Natriuretic peptides (NPs) exert diverse effects on several biological and physiological systems, such as kidney function, neural and endocrine signaling, energy metabolism, and cardiovascular function, playing pivotal roles in the regulation of blood pressure (BP) and cardiac and vascular homeostasis. NPs are collectively known as anti-hypertensive hormones and their main functions are directed toward eliciting natriuretic/diuretic, vasorelaxant, anti-proliferative, anti-inflammatory, and anti-hypertrophic effects, thereby, regulating the fluid volume, BP, and renal and cardiovascular conditions. Interactions of NPs with their cognate receptors display a central role in all aspects of cellular, biochemical, and molecular mechanisms that govern physiology and pathophysiology of BP and cardiovascular events. Among the NPs atrial and brain natriuretic peptides (ANP and BNP) activate guanylyl cyclase/natriuretic peptide receptor-A (GC-A/NPRA) and initiate intracellular signaling. The genetic disruption of Npr1 (encoding GC-A/NPRA) in mice exhibits high BP and hypertensive heart disease that is seen in untreated hypertensive subjects, including high BP and heart failure. There has been a surge of interest in the NPs and their receptors and a wealth of information have emerged in the last four decades, including molecular structure, signaling mechanisms, altered phenotypic characterization of transgenic and gene-targeted animal models, and genetic analyses in humans. The major goal of the present review is to emphasize and summarize the critical findings and recent discoveries regarding the molecular and genetic regulation of NPs, physiological metabolic functions, and the signaling of receptor GC-A/NPRA with emphasis on the BP regulation and renal and cardiovascular disorders.

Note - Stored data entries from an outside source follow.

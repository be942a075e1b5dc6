//! The make driver: configures and compiles one target of a unikraft project.

use std::path::{Path, PathBuf};

use anyhow::{bail, Context, Result};

use crate::core::project::build_dir;
use crate::core::{KConfig, Project, Target};
use crate::scheduler::CancelToken;
use crate::util::fs::write_string;
use crate::util::process::{find_executable, ProcessBuilder};

/// Defconfig written into the workdir before `olddefconfig`.
pub const DEFCONFIG_FILE: &str = ".config.kraftpack";

#[derive(Debug, Clone, Default)]
pub struct MakeOptions {
    /// `-j` value; `None` leaves make single-jobbed.
    pub jobs: Option<usize>,
    /// Where make's combined output goes.
    pub log_file: Option<PathBuf>,
    pub cancel: CancelToken,
}

/// Configure and build calls against the unikraft build system.
///
/// Both calls may run for minutes and must return promptly once
/// `opts.cancel` trips.
pub trait MakeDriver: Send + Sync {
    fn configure(
        &self,
        project: &Project,
        target: &Target,
        extra: &KConfig,
        opts: &MakeOptions,
    ) -> Result<()>;

    fn build(&self, project: &Project, target: &Target, opts: &MakeOptions) -> Result<()>;

    fn is_available(&self) -> bool;
}

/// Drives `make` from `PATH`.
#[derive(Debug, Clone)]
pub struct MakeCli {
    make: Option<PathBuf>,
}

impl MakeCli {
    pub fn new() -> Self {
        MakeCli {
            make: find_executable("make"),
        }
    }

    fn command(&self, project: &Project, target: &Target) -> Result<ProcessBuilder> {
        let Some(make) = &self.make else {
            bail!("`make` not found in PATH");
        };
        let core = project
            .core
            .as_ref()
            .with_context(|| format!("project {} declares no unikraft core", project.name))?;

        let libs: Vec<String> = project
            .libraries
            .iter()
            .map(|l| l.path.display().to_string())
            .collect();

        let mut cmd = ProcessBuilder::new(make)
            .arg("-C")
            .arg(&core.path)
            .arg(format!("A={}", project.workdir.display()))
            .arg(format!("O={}", build_dir(&project.workdir).display()))
            .arg(format!("UK_ARCH={}", target.architecture));
        if !libs.is_empty() {
            cmd = cmd.arg(format!("L={}", libs.join(":")));
        }
        Ok(cmd.cwd(&project.workdir))
    }
}

impl Default for MakeCli {
    fn default() -> Self {
        Self::new()
    }
}

impl MakeDriver for MakeCli {
    fn configure(
        &self,
        project: &Project,
        target: &Target,
        extra: &KConfig,
        opts: &MakeOptions,
    ) -> Result<()> {
        let mut kconfig = project.kconfig_for(target);
        kconfig.extend_override(&platform_kconfig(&target.platform));
        kconfig.extend_override(extra);

        let defconfig = project.workdir.join(DEFCONFIG_FILE);
        write_defconfig(&defconfig, target, &kconfig)?;

        self.command(project, target)?
            .arg(format!("UK_DEFCONFIG={}", defconfig.display()))
            .arg("defconfig")
            .exec_cancellable(&opts.cancel, opts.log_file.as_deref())?;
        self.command(project, target)?
            .arg("olddefconfig")
            .exec_cancellable(&opts.cancel, opts.log_file.as_deref())
    }

    fn build(&self, project: &Project, target: &Target, opts: &MakeOptions) -> Result<()> {
        let mut cmd = self.command(project, target)?;
        if let Some(jobs) = opts.jobs {
            cmd = cmd.arg(format!("-j{}", jobs));
        }
        cmd.exec_cancellable(&opts.cancel, opts.log_file.as_deref())
    }

    fn is_available(&self) -> bool {
        self.make.is_some()
    }
}

/// Platform selection options for a kraft platform name.
fn platform_kconfig(platform: &str) -> KConfig {
    let option = match platform {
        "qemu" | "fc" | "firecracker" | "kvm" => "CONFIG_PLAT_KVM",
        "xen" => "CONFIG_PLAT_XEN",
        "linuxu" => "CONFIG_PLAT_LINUXU",
        _ => return KConfig::new(),
    };
    [(option, "y")].into_iter().collect()
}

fn write_defconfig(path: &Path, target: &Target, kconfig: &KConfig) -> Result<()> {
    let mut contents = format!("# {} ({})\n", target.name, target.platarch());
    contents.push_str(&kconfig.to_string());
    write_string(path, &contents)
        .with_context(|| format!("failed to write defconfig for {}", target.name))
}
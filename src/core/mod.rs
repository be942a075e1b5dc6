//! Core data structures: projects, components, targets and packages.

pub mod artifacts;
pub mod component;
pub mod errors;
pub mod kconfig;
pub mod kraftfile;
pub mod merge;
pub mod package;
pub mod project;
pub mod strategy;
pub mod target;

pub use artifacts::Artifacts;
pub use component::{Component, ComponentType};
pub use errors::KraftError;
pub use kconfig::KConfig;
pub use merge::MergeStrategy;
pub use package::Package;
pub use project::Project;
pub use strategy::{select_first_capable, Capability};
pub use target::{Target, TargetConstraints};
//! Centralized status output for the CLI.
//!
//! Commands report what they are doing through a [`Shell`]; the shell owns
//! alignment, colour and verbosity. Live progress bars for scheduler phases
//! are drawn by `scheduler::progress`, which consults [`Shell::is_terminal`].

use std::fmt::Display;
use std::io::{self, IsTerminal};
use std::time::{Duration, Instant};

/// Output verbosity level.
#[derive(Debug, Clone, Copy, PartialEq, Eq, Default)]
pub enum Verbosity {
    /// --quiet: errors only, no progress
    Quiet,
    #[default]
    Normal,
    /// --verbose: status lines plus debug logging, no progress bars
    Verbose,
}

/// Color output mode.
#[derive(Debug, Clone, Copy, PartialEq, Eq, Default)]
pub enum ColorChoice {
    #[default]
    Auto,
    Always,
    Never,
}

impl std::str::FromStr for ColorChoice {
    type Err = String;

    fn from_str(s: &str) -> Result<Self, Self::Err> {
        match s.to_lowercase().as_str() {
            "auto" => Ok(ColorChoice::Auto),
            "always" => Ok(ColorChoice::Always),
            "never" => Ok(ColorChoice::Never),
            _ => Err(format!(
                "invalid color choice '{}'; expected 'auto', 'always', or 'never'",
                s
            )),
        }
    }
}

/// Status verbs for output messages.
#[derive(Debug, Clone, Copy, PartialEq, Eq)]
pub enum Status {
    // Success statuses (green)
    Added,
    Finished,
    Packaged,
    Pushed,
    Removed,
    Updated,

    // In-progress statuses (cyan)
    Building,
    Packaging,
    Pulling,

    Info,

    // Warning statuses (yellow)
    Skipped,
    Warning,
}

impl Status {
    fn as_str(&self) -> &'static str {
        match self {
            Status::Added => "Added",
            Status::Finished => "Finished",
            Status::Packaged => "Packaged",
            Status::Pushed => "Pushed",
            Status::Removed => "Removed",
            Status::Updated => "Updated",
            Status::Building => "Building",
            Status::Packaging => "Packaging",
            Status::Pulling => "Pulling",
            Status::Info => "Info",
            Status::Skipped => "Skipped",
            Status::Warning => "Warning",
        }
    }

    fn color_code(&self) -> &'static str {
        match self {
            Status::Added
            | Status::Finished
            | Status::Packaged
            | Status::Pushed
            | Status::Removed
            | Status::Updated => "\x1b[1;32m",
            Status::Building | Status::Packaging | Status::Pulling => "\x1b[1;36m",
            Status::Info => "\x1b[1;34m",
            Status::Skipped | Status::Warning => "\x1b[1;33m",
        }
    }
}

/// Status column width; verbs are right-aligned to it.
const STATUS_WIDTH: usize = 12;

/// Central shell for all CLI output.
#[derive(Debug)]
pub struct Shell {
    verbosity: Verbosity,
    use_color: bool,
    is_terminal: bool,
}

impl Shell {
    pub fn new(verbosity: Verbosity, color: ColorChoice) -> Self {
        let is_terminal = io::stderr().is_terminal();
        let use_color = match color {
            ColorChoice::Auto => is_terminal,
            ColorChoice::Always => true,
            ColorChoice::Never => false,
        };

        Shell {
            verbosity,
            use_color,
            is_terminal,
        }
    }

    /// Create a shell from CLI flags. `quiet` wins over `verbose`.
    pub fn from_flags(quiet: bool, verbose: bool, color: ColorChoice) -> Self {
        let verbosity = if quiet {
            Verbosity::Quiet
        } else if verbose {
            Verbosity::Verbose
        } else {
            Verbosity::Normal
        };
        Shell::new(verbosity, color)
    }

    pub fn is_quiet(&self) -> bool {
        self.verbosity == Verbosity::Quiet
    }

    pub fn is_verbose(&self) -> bool {
        self.verbosity == Verbosity::Verbose
    }

    /// Whether stderr is an interactive terminal.
    pub fn is_terminal(&self) -> bool {
        self.is_terminal
    }

    pub fn use_color(&self) -> bool {
        self.use_color
    }

    /// Print a status message: `{status:>12} {message}`.
    ///
    /// Nothing is printed in quiet mode; errors are reported by the caller.
    pub fn status(&self, status: Status, msg: impl Display) {
        if self.is_quiet() {
            return;
        }
        eprintln!("{} {}", self.format_status(status), msg);
    }

    pub fn note(&self, msg: impl Display) {
        self.status(Status::Info, msg);
    }

    pub fn warn(&self, msg: impl Display) {
        self.status(Status::Warning, msg);
    }

    fn format_status(&self, status: Status) -> String {
        let text = status.as_str();
        if self.use_color {
            format!(
                "{}{:>width$}\x1b[0m",
                status.color_code(),
                text,
                width = STATUS_WIDTH
            )
        } else {
            format!("{:>width$}", text, width = STATUS_WIDTH)
        }
    }

    /// Start a timed span; its end message carries the elapsed duration.
    pub fn span(&self, status: Status, msg: impl Display) -> Span<'_> {
        self.status(status, &msg);
        Span {
            shell: self,
            start: Instant::now(),
        }
    }
}

impl Default for Shell {
    fn default() -> Self {
        Shell::new(Verbosity::Normal, ColorChoice::Auto)
    }
}

/// A timed section of output started by [`Shell::span`].
pub struct Span<'a> {
    shell: &'a Shell,
    start: Instant,
}

impl Span<'_> {
    pub fn finish(self, msg: impl Display) {
        let elapsed = format_duration(self.start.elapsed());
        self.shell
            .status(Status::Finished, format!("{} in {}", msg, elapsed));
    }
}

fn format_duration(duration: Duration) -> String {
    let secs = duration.as_secs_f64();
    if secs < 60.0 {
        format!("{:.2}s", secs)
    } else {
        format!("{:.1}m", secs / 60.0)
    }
}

Keywords: cGMP; cardiovascular hemostasis; gene-targeting; hypertension; natriuretic peptide receptor; receptor signaling.

Fig. 1.

Diagrammatic representation of ligand-dependent activation and physiological functions of NPRA, NPRB, and NPRC. ANP-binding activates NPRA, which leads to enhanced production of second messenger cGMP with stimulation and activation of ANP-dependent cellular and physiological responsiveness. CNP activates NPRB, and all three NPs activate NPRC. ANP, atrial natriuretic peptide; BNP, brain natriuretic peptide; CNP, C-type natriuretic peptide; LBD, ligand binding domain; TM, transmembrane domain; KHD, kinase like homology domain; DD, dimerization domain; GCD, guanylyl cyclase catalytic domain; IP₃, inositol trisphosphate.

Fig. 2.

Effect of volume expansion on mean blood pressures in Npr1 homozygous mutant and gene-duplicated mice. Mean blood pressures by cannulated carotid arterial methods were continuously recorded for 160 min throughout the duration of the experiment. **P < 0.01; ***P < 0.001. The figure has been reproduced and adapted with permission from Shi et al. (203).

Fig. 3.

Diagrammatic representation of the Npr1 gene-disruption on renal remodeling, and blood pressure. Disruption of Npr1 gene leads to impaired renal functions, which triggers specific structural and molecular changes in 0-copy mice kidney. Activated inhibitory kappa kinase (IKK) induces the phosphorylation of IκBα, which then undergoes enzymatic degradation. The reduction of cytosolic IκBα favors the constitutive activation of NF-κB, which translocates into the nucleus and activates the transcription of proinflammatory cytokines and extracellular matrix protein genes in the kidneys of Npr1 gene-disrupted mice. These molecular changes lead to increase in the inflammatory responses and high blood pressure in Npr1 gene-disrupted mutant mice.

Fig. 4.

Defective ANP-BNP/NPRA signaling could provoke renal, cardiac, and vascular dysfunction. The defects in ANP-BNP/NPRA signaling cascade are usually associated with hypertension, heart failure, vascular disease, and metabolic syndrome. Thus, defective ANP-BNP/NPRA/cGMP signaling could lead to renal, cardiac, and vascular dysfunction.